• Arthur Gandini

“Sínodo Amazônico” é tema presente no CV 2020

Atualizado: Jan 16

Assessores, monitores e cursistas refletiram sobre o impacto em toda a população e nas terras amazônicas

Para a cursista Mary Nelys, as mulheres querem um espaço para dialogar, ter fala e voz. Foto: Ana Paula

O Sínodo dos Bispos para a região Pan-Amazônica, também conhecido como “Sínodo Amazônico”, foi um dos temas debatidos nas assessorias, nas tendas e ao longo de toda a edição do 33º Curso de Verão. O encontro global de bispos da Igreja Católica Apostólica Romana, realizado no Vaticano em outubro do ano passado, discutiu a atuação da Igreja na Amazônia e deve impactar toda a população e as terras amazônicas.

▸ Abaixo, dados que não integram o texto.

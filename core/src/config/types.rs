use std::collections::HashMap;
use std::path::PathBuf;

use serde::{Deserialize, Serialize};

#[derive(Debug, Clone, Default, Serialize, Deserialize)]
pub struct AppConfig {
    #[serde(default)]
    pub logging: LoggingConfig,

    #[serde(default)]
    pub server: ServerConfig,

    #[serde(default)]
    pub gateway: GatewayConfig,

    #[serde(default)]
    pub frontend: FrontendConfig,
}

#[derive(Debug, Clone, Serialize, Deserialize)]
pub struct LoggingConfig {
    #[serde(default = "default_logging_enabled")]
    pub enabled: bool,

    /// If true, log to stderr.
    #[serde(default = "default_logging_console")]
    pub console: bool,

    /// If true, log to a file under `directory` (or OS temp dir if unset).
    #[serde(default = "default_logging_file")]
    pub file: bool,

    /// EnvFilter string, e.g. "info" or "c3d_core=debug".
    #[serde(default = "default_logging_level")]
    pub level: String,

    /// Optional directory for log files. If empty or unset, uses OS temp dir.
    #[serde(default)]
    pub directory: Option<String>,
}

fn default_logging_enabled() -> bool {
    true
}

fn default_logging_console() -> bool {
    true
}

fn default_logging_file() -> bool {
    false
}

fn default_logging_level() -> String {
    "info".to_string()
}

impl Default for LoggingConfig {
    fn default() -> Self {
        Self {
            enabled: default_logging_enabled(),
            console: default_logging_console(),
            file: default_logging_file(),
            level: default_logging_level(),
            directory: None,
        }
    }
}

#[derive(Debug, Clone, Serialize, Deserialize)]
pub struct ServerConfig {
    #[serde(default = "default_host")]
    pub host: String,

    /// First port tried when neither `PORT` nor `--port` is given.
    #[serde(default = "default_port")]
    pub port: u16,

    /// Number of consecutive ports tried starting at `port`.
    #[serde(default = "default_port_scan_span")]
    pub port_scan_span: u16,

    /// Added on top of `gateway.max_timeout_secs` for the HTTP request timeout.
    #[serde(default = "default_request_timeout_margin_secs")]
    pub request_timeout_margin_secs: u64,
}

fn default_host() -> String {
    "0.0.0.0".to_string()
}

fn default_port() -> u16 {
    8765
}

fn default_port_scan_span() -> u16 {
    100
}

fn default_request_timeout_margin_secs() -> u64 {
    15
}

impl Default for ServerConfig {
    fn default() -> Self {
        Self {
            host: default_host(),
            port: default_port(),
            port_scan_span: default_port_scan_span(),
            request_timeout_margin_secs: default_request_timeout_margin_secs(),
        }
    }
}

#[derive(Debug, Clone, Copy, PartialEq, Eq, Serialize, Deserialize)]
#[serde(rename_all = "lowercase")]
pub enum RetentionPolicy {
    /// Remove the working directory as soon as the result is built.
    Delete,
    /// Keep successful working directories until `retain_ttl_secs` elapses.
    Retain,
}

#[derive(Debug, Clone, Serialize, Deserialize)]
pub struct GatewayConfig {
    /// Interpreter binary invoked with the script path as its only argument.
    #[serde(default = "default_interpreter")]
    pub interpreter: String,

    #[serde(default = "default_script_filename")]
    pub script_filename: String,

    /// Parent of all working directories. OS temp dir + `c3d` when unset.
    #[serde(default)]
    pub temp_root: Option<String>,

    #[serde(default = "default_workdir_prefix")]
    pub workdir_prefix: String,

    /// Recognized output extensions, lowercase, highest priority first.
    #[serde(default = "default_output_extensions")]
    pub output_extensions: Vec<String>,

    #[serde(default = "default_timeout_secs")]
    pub default_timeout_secs: u64,

    #[serde(default = "default_max_timeout_secs")]
    pub max_timeout_secs: u64,

    #[serde(default = "default_kill_grace_ms")]
    pub kill_grace_ms: u64,

    /// Upper bound for the post-run output scan.
    #[serde(default = "default_scan_timeout_ms")]
    pub scan_timeout_ms: u64,

    /// Tail kept per captured stream.
    #[serde(default = "default_capture_bytes")]
    pub capture_bytes: usize,

    #[serde(default = "default_max_script_bytes")]
    pub max_script_bytes: usize,

    #[serde(default = "default_retention")]
    pub retention: RetentionPolicy,

    #[serde(default = "default_retain_ttl_secs")]
    pub retain_ttl_secs: u64,

    #[serde(default = "default_sweep_interval_secs")]
    pub sweep_interval_secs: u64,

    /// Extra environment passed to the interpreter on top of the inherited one.
    #[serde(default)]
    pub env: HashMap<String, String>,
}

fn default_interpreter() -> String {
    "python3".to_string()
}

fn default_script_filename() -> String {
    "model.py".to_string()
}

fn default_workdir_prefix() -> String {
    "cadquery_".to_string()
}

fn default_output_extensions() -> Vec<String> {
    ["stl", "step", "stp", "obj", "3mf"]
        .iter()
        .map(|s| s.to_string())
        .collect()
}

fn default_timeout_secs() -> u64 {
    60
}

fn default_max_timeout_secs() -> u64 {
    600
}

fn default_kill_grace_ms() -> u64 {
    2_000
}

fn default_scan_timeout_ms() -> u64 {
    10_000
}

fn default_capture_bytes() -> usize {
    1024 * 1024
}

fn default_max_script_bytes() -> usize {
    1024 * 1024
}

fn default_retention() -> RetentionPolicy {
    RetentionPolicy::Retain
}

fn default_retain_ttl_secs() -> u64 {
    3_600
}

fn default_sweep_interval_secs() -> u64 {
    300
}

impl Default for GatewayConfig {
    fn default() -> Self {
        Self {
            interpreter: default_interpreter(),
            script_filename: default_script_filename(),
            temp_root: None,
            workdir_prefix: default_workdir_prefix(),
            output_extensions: default_output_extensions(),
            default_timeout_secs: default_timeout_secs(),
            max_timeout_secs: default_max_timeout_secs(),
            kill_grace_ms: default_kill_grace_ms(),
            scan_timeout_ms: default_scan_timeout_ms(),
            capture_bytes: default_capture_bytes(),
            max_script_bytes: default_max_script_bytes(),
            retention: default_retention(),
            retain_ttl_secs: default_retain_ttl_secs(),
            sweep_interval_secs: default_sweep_interval_secs(),
            env: HashMap::new(),
        }
    }
}

impl GatewayConfig {
    pub fn temp_root_path(&self) -> PathBuf {
        match self
            .temp_root
            .as_deref()
            .map(str::trim)
            .filter(|s| !s.is_empty())
        {
            Some(dir) => PathBuf::from(dir),
            None => std::env::temp_dir().join("c3d"),
        }
    }
}

#[derive(Debug, Clone, Default, Serialize, Deserialize)]
pub struct FrontendConfig {
    /// Directory holding the prebuilt frontend (`index.html`, `assets/`).
    #[serde(default)]
    pub dir: Option<String>,
}

impl FrontendConfig {
    pub fn dir_path(&self) -> Option<PathBuf> {
        self.dir
            .as_deref()
            .map(str::trim)
            .filter(|s| !s.is_empty())
            .map(PathBuf::from)
    }
}

#[cfg(test)]
mod tests {
    use super::*;
    use pretty_assertions::assert_eq;

    #[test]
    fn empty_toml_yields_defaults() {
        let cfg: AppConfig = toml::from_str("").unwrap();
        assert_eq!(cfg.server.port, 8765);
        assert_eq!(cfg.gateway.interpreter, "python3");
        assert_eq!(cfg.gateway.default_timeout_secs, 60);
        assert_eq!(cfg.gateway.retention, RetentionPolicy::Retain);
        assert_eq!(
            cfg.gateway.output_extensions,
            vec!["stl", "step", "stp", "obj", "3mf"]
        );
        assert!(cfg.frontend.dir_path().is_none());
    }

    #[test]
    fn partial_gateway_section_keeps_other_defaults() {
        let cfg: AppConfig = toml::from_str(
            r#"
            [gateway]
            interpreter = "/opt/cq/bin/python"
            retention = "delete"

            [gateway.env]
            CQ_LOG = "1"
            "#,
        )
        .unwrap();
        assert_eq!(cfg.gateway.interpreter, "/opt/cq/bin/python");
        assert_eq!(cfg.gateway.retention, RetentionPolicy::Delete);
        assert_eq!(cfg.gateway.env.get("CQ_LOG").map(String::as_str), Some("1"));
        assert_eq!(cfg.gateway.script_filename, "model.py");
        assert_eq!(cfg.gateway.kill_grace_ms, 2_000);
        assert_eq!(cfg.gateway.scan_timeout_ms, 10_000);
    }

    #[test]
    fn blank_temp_root_falls_back_to_os_temp() {
        let gw = GatewayConfig {
            temp_root: Some("  ".into()),
            ..GatewayConfig::default()
        };
        assert_eq!(gw.temp_root_path(), std::env::temp_dir().join("c3d"));
    }
}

Em meio à dificuldade de o clero atender a toda a região e à escassez de padres nas comunidades, foram debatidos no sínodo encaminhamentos como a ordenação de diáconos que sejam casados como sacerdotes, a possibilidade de diaconato das mulheres, o estímulo ao diaconato e ao sacerdócio, a prática do diálogo interreligioso e o respeito ao rito amazônico na celebração de missas.


A educadora e biblista popular Maria Soave esteve entre os leigos que atuaram na assessoria dos bispos durante o sínodo e que participaram das discussões e auxiliaram na redação do documento final. Ela abordou o tema em suas assessorias no curso e, conforme a educadora, o sínodo foi marcado pela preocupação com o meio ambiente e pela participação das mulheres. “A ecologia integral significa olhar outros caminhos para a Igreja, olhar as mulheres. Muitas mulheres se inscreveram para falar nos grupos de discussão”, relatou.


Outro participante da assessoria dos padres sinodais foi o coordenador-geral do CESEEP (Cento Ecumênico de Serviços à Evangelização e Educação Popular), padre José Oscar Beozzo, que contou que a reunião de bispos chamou a atenção pela abertura que o papa Francisco mostrou ao escutar os povos da região, assim como o fato de terem sido convocados todos os bispos da Amazônia, ao invés de apenas representantes, o que não é comum. “Para dar um exemplo, o Brasil que possui mais de 300 bispos, elegia (geralmente) quatro bispos para participar. Além do nosso país, foram convocados bispos da região amazônica da Colômbia, da Venezuela, do Peru, do Equador, da Bolívia e das três guianas. E não só eles, como um grande grupo de indígenas e de mulheres e que não ficaram apenas ouvindo”, afirmou Beozzo.


A representatividade também foi acompanhada de longe por cursistas oriundos da região amazônica, com Mary Nelys, de Manaus (AM), que está na tenda “Dança: o corpo como construtor da identidade”. “É um processo que pode chegar principalmente à mulher, que está sempre à frente, é maioria nas comunidades, organiza e articula”, prevê.


Em relação à possibilidade de mulheres exercerem o diaconato, Mary refletiu que as mulheres não querem necessariamente ocupar espaços masculinos, mas ter o seu próprio papel e espaço. “Não queremos ocupar o papel do padre e, sim, sermos reconhecidas, abrir um espaço para dialogar, ter a fala e a voz”, defende.


O padre Paulo Barausse, cursista da tenda “Arte e Educação Popular” e que trabalha junto à Mary no SARES (Serviço Amazônico de Ação, Reflexão e Educação Socioambiental), lembra ainda a importância de seguir alertando sobre o sofrimento do povo e das terras amazônicas. “Há tantas pessoas que vivem ali que estão ameaçadas, os territórios cada vez mais invadidos, temos as imensas periferias e todos esses dramas, o narcotráfico, a exclusão social e o desemprego”, afirmou.


O religioso alerta para o cenário de desarticulação da Fundação Nacional do Índio (Funai) e de outros órgãos pelo atual governo, assim como presidente da República, Jair Bolsonaro, ter declarado que não seria concedido “nenhum centímetro a mais para terras indígenas”. Recentemente, também faleceram seis crianças indígenas na cidade de Atalaia do Norte, a cerca de 1.100 quilômetros de Manaus, por conta do consumo de água contaminada por despejos nos rios por barcos. “Se em Manaus já existe tanta violência de direitos humanos, imagine em locais tão distantes. Certamente, irá morrer mais gente”, denunciou.